INPUT DATA ->
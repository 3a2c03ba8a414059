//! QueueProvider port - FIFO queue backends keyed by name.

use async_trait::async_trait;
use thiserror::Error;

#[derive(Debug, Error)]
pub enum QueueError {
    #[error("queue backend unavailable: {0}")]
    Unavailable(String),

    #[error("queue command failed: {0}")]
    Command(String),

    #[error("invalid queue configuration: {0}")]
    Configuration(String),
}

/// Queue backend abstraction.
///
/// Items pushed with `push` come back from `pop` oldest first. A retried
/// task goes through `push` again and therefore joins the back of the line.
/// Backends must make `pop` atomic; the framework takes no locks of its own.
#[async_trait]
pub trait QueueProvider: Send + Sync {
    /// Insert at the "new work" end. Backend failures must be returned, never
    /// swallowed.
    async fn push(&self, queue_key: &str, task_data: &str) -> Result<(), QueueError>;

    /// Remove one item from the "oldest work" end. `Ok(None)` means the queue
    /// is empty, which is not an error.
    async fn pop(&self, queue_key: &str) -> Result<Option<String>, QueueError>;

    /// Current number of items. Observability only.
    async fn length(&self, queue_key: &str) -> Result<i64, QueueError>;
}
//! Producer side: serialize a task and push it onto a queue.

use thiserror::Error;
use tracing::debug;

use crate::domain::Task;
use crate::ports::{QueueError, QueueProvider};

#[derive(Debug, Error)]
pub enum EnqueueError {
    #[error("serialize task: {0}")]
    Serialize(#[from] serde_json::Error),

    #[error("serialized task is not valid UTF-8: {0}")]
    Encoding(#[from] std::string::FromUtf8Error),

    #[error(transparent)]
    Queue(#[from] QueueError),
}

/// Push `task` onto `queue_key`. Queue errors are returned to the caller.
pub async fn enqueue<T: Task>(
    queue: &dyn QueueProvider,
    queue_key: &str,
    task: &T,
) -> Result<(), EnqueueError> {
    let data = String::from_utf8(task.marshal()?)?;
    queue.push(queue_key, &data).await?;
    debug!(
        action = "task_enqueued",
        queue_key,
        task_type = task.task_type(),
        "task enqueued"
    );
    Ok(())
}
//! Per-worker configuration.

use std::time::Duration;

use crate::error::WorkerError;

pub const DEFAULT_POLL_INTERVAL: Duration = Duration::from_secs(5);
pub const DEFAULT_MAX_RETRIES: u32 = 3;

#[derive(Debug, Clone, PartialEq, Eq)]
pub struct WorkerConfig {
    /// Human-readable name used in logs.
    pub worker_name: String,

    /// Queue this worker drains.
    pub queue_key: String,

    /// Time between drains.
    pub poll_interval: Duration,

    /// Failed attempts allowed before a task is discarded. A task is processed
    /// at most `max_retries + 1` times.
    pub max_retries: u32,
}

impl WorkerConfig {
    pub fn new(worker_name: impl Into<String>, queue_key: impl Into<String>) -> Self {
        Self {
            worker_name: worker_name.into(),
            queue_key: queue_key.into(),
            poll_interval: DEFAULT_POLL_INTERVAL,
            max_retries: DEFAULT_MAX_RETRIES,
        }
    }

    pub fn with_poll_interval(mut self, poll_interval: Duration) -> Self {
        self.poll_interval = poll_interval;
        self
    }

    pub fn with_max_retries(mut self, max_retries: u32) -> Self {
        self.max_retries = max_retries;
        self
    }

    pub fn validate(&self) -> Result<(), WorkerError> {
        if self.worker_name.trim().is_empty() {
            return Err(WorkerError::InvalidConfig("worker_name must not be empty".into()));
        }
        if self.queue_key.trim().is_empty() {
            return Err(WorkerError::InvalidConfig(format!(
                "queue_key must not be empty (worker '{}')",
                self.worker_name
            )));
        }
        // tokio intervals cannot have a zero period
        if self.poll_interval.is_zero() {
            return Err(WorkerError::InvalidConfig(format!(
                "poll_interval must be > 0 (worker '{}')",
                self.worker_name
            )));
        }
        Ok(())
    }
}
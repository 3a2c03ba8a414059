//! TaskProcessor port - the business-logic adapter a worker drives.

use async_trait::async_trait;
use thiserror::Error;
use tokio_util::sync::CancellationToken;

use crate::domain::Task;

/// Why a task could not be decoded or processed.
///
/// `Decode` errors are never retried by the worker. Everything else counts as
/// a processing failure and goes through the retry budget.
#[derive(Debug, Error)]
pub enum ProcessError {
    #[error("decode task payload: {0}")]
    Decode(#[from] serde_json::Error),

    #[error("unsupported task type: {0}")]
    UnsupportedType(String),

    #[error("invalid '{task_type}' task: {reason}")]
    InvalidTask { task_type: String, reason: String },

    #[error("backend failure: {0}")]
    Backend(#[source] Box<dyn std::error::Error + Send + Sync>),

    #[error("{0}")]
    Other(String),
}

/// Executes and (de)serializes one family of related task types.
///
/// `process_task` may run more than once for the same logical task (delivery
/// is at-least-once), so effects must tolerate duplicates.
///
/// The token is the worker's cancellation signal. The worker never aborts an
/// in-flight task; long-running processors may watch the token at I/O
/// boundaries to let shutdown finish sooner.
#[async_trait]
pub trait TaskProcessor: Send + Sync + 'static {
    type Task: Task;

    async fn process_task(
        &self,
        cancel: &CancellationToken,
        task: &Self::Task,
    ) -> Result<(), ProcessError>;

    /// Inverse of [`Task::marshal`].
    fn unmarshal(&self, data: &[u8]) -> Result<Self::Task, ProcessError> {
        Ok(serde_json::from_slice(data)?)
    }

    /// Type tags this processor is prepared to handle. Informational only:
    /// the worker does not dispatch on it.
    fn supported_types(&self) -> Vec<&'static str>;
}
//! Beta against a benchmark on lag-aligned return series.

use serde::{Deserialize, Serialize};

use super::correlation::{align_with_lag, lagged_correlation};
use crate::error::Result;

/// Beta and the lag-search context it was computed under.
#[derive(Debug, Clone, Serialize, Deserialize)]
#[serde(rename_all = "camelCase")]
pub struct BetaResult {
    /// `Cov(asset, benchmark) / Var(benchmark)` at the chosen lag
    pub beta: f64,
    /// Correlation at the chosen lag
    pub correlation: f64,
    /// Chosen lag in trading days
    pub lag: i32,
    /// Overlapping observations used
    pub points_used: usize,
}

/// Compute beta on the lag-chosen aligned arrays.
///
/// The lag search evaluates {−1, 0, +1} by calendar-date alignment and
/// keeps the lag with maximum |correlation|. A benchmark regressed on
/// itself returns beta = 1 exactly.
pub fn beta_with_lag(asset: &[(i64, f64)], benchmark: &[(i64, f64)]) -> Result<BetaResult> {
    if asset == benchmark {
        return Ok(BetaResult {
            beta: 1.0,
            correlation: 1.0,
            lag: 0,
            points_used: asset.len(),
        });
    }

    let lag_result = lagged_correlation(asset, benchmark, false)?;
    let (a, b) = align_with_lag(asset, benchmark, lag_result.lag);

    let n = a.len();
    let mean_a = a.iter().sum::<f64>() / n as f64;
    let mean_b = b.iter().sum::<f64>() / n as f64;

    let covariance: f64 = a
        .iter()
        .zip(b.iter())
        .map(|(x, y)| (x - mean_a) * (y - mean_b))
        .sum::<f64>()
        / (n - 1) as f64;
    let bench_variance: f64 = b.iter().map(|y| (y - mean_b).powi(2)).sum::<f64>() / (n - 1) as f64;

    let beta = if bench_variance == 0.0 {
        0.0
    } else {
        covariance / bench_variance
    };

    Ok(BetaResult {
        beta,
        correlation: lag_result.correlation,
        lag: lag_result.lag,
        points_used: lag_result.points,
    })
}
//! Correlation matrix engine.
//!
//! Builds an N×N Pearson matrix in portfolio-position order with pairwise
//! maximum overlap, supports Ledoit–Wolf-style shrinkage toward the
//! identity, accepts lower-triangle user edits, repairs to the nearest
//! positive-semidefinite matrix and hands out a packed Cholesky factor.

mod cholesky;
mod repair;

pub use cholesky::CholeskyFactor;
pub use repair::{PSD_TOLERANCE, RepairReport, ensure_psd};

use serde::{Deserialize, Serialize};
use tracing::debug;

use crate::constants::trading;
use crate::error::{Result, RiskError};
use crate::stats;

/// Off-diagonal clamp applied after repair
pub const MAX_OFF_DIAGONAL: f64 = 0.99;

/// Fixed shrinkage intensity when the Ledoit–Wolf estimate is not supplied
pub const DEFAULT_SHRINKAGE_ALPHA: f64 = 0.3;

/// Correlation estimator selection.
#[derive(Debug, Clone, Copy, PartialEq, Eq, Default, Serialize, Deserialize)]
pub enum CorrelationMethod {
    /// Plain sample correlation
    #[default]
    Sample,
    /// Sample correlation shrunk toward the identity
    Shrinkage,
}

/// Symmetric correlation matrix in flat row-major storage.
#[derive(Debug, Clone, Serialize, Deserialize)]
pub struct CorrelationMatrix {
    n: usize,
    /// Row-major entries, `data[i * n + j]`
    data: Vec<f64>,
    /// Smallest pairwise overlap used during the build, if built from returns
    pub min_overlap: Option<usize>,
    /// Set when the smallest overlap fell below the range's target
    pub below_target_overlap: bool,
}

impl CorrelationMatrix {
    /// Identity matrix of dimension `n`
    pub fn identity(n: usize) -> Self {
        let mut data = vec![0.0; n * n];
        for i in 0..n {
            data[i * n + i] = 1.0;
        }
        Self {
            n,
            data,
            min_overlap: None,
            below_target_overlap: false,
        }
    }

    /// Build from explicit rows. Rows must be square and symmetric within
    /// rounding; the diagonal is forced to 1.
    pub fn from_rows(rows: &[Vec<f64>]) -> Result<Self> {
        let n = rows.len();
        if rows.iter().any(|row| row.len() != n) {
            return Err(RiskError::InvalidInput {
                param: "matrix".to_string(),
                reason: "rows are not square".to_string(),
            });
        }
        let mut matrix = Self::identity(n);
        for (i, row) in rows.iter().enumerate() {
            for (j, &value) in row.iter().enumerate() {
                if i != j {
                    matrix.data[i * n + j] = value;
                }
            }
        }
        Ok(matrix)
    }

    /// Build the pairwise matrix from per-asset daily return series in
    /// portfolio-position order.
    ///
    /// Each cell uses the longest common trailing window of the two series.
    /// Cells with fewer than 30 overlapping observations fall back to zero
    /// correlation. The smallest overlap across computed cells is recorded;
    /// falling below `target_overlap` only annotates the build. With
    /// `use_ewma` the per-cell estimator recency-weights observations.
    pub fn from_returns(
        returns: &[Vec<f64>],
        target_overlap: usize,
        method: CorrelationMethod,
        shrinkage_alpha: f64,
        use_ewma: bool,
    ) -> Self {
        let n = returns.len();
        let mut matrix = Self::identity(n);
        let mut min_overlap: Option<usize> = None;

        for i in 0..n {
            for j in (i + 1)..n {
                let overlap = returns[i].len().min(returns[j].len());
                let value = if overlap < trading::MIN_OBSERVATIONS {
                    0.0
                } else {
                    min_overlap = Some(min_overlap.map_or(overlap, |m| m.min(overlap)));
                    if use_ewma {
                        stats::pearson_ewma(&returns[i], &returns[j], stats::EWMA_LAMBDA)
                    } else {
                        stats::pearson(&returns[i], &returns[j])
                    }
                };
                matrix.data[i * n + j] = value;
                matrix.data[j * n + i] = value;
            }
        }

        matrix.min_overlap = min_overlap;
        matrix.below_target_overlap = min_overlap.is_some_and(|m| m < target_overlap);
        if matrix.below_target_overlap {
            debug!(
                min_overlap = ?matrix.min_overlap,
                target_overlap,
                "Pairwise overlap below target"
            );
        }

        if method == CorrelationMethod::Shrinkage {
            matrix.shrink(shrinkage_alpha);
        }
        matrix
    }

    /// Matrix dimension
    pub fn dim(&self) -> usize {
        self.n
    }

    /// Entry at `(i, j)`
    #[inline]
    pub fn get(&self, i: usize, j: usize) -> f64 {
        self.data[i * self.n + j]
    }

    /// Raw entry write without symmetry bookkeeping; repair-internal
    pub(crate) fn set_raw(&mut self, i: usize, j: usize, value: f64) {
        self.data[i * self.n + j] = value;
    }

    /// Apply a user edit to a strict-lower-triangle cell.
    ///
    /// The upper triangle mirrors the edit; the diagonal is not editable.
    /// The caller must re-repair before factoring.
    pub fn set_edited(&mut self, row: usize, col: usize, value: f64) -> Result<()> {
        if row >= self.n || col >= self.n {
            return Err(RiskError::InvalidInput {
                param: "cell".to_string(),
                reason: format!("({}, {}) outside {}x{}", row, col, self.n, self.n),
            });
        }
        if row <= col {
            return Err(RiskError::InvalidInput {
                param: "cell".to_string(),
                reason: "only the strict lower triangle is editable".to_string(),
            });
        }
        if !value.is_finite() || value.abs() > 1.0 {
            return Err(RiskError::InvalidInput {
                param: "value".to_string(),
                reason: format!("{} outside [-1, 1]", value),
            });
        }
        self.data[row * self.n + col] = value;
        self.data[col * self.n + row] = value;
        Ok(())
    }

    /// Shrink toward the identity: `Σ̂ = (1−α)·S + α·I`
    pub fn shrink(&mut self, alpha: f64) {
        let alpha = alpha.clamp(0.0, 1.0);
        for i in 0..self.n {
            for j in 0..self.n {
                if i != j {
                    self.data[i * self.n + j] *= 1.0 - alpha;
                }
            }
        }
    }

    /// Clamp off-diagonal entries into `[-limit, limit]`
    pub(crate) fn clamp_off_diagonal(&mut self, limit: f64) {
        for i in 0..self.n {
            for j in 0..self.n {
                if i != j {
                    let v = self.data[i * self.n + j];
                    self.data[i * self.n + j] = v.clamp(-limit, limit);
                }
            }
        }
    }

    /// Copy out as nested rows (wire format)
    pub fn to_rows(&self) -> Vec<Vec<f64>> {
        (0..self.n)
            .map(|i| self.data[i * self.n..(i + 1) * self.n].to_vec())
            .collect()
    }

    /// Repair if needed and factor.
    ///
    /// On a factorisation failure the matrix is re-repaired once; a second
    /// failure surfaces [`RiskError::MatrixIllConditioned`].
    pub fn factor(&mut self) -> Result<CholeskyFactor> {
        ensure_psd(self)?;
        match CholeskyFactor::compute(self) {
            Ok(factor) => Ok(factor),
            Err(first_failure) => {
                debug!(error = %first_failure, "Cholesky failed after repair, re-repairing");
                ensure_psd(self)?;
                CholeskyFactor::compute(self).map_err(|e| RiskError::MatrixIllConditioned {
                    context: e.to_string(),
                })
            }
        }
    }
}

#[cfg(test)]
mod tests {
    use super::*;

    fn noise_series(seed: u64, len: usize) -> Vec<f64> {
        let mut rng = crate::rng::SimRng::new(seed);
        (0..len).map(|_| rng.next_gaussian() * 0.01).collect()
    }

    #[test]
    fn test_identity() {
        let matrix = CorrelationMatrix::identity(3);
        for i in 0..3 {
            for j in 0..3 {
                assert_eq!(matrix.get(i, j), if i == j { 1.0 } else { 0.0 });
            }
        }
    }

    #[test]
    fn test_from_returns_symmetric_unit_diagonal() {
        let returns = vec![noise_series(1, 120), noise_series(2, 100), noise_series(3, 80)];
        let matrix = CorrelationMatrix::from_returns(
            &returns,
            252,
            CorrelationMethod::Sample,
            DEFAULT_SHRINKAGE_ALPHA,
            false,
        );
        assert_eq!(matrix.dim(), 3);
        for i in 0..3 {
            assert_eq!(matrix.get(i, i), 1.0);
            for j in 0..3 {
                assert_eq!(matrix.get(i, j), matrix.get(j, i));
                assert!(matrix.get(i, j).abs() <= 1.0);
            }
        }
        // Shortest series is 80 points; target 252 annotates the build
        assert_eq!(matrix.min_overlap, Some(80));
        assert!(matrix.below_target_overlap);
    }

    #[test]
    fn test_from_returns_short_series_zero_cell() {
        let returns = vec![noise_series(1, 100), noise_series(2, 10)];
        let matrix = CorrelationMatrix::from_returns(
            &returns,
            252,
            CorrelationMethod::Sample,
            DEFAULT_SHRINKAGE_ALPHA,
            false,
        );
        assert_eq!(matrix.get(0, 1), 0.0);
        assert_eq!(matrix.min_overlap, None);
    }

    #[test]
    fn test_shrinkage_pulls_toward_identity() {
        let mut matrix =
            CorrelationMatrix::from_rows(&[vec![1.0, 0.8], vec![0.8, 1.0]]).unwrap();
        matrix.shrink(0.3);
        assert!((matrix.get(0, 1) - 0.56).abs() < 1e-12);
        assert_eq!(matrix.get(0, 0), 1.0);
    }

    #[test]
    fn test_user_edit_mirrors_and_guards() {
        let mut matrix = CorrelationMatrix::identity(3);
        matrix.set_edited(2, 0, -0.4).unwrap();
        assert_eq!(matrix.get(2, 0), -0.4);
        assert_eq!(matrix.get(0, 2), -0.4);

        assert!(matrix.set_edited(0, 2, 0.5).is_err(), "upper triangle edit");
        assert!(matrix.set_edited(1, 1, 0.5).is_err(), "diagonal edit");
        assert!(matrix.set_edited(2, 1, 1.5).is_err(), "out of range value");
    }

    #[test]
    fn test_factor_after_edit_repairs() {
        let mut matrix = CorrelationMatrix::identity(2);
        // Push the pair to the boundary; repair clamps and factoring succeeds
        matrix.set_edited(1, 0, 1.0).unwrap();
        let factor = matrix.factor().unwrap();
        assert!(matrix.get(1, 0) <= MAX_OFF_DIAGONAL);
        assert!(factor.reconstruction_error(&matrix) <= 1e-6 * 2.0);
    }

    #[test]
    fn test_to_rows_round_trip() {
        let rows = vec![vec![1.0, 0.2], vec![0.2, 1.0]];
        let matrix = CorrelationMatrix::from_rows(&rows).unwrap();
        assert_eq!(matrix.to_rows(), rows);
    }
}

TASK STATEMENT ->
Begin with the first line of the listing and copy exactly through the line that contains "of the line.", please, keeping both ends and leaving out everything after.

REPLY ->
repository 3a2c03ba8a414059
//! QueueProvider port - FIFO queue backends keyed by name.

use async_trait::async_trait;
use thiserror::Error;

#[derive(Debug, Error)]
pub enum QueueError {
    #[error("queue backend unavailable: {0}")]
    Unavailable(String),

    #[error("queue command failed: {0}")]
    Command(String),

    #[error("invalid queue configuration: {0}")]
    Configuration(String),
}

/// Queue backend abstraction.
///
/// Items pushed with `push` come back from `pop` oldest first. A retried
/// task goes through `push` again and therefore joins the back of the line.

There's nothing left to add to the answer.